Dataset entries
________________

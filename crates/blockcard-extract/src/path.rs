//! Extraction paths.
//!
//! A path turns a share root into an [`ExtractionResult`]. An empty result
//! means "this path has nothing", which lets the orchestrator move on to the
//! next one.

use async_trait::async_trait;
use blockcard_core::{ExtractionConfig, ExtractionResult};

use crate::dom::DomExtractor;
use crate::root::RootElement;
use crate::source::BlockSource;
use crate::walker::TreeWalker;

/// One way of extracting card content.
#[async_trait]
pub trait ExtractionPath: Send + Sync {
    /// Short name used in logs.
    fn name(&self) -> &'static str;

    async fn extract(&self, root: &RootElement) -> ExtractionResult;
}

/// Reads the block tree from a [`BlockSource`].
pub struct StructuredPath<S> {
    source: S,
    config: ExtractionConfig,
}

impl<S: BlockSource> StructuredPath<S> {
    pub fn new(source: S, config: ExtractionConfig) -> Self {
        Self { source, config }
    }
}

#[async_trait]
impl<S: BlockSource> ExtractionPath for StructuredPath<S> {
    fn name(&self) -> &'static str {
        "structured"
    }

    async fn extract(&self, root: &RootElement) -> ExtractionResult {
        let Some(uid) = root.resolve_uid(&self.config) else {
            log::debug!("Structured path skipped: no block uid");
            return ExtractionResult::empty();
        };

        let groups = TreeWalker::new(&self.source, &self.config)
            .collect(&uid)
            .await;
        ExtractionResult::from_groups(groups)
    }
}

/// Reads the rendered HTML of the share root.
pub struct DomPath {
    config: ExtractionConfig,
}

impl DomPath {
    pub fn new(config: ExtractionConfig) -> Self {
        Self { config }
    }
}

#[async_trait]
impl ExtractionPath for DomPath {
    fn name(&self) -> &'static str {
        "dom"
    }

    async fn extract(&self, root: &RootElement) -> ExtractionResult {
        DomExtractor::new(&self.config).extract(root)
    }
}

________________

* ACTIVITY *
Repeat verbatim the opening run of entries, ending with the line that contains "use crate::dom::DomExtractor;".

* WRITTEN ANSWER *
filename crates/blockcard-extract/src/path.rs
//! Extraction paths.
//!
//! A path turns a share root into an [`ExtractionResult`]. An empty result
//! means "this path has nothing", which lets the orchestrator move on to the
//! next one.

use async_trait::async_trait;
use blockcard_core::{ExtractionConfig, ExtractionResult};

use crate::dom::DomExtractor;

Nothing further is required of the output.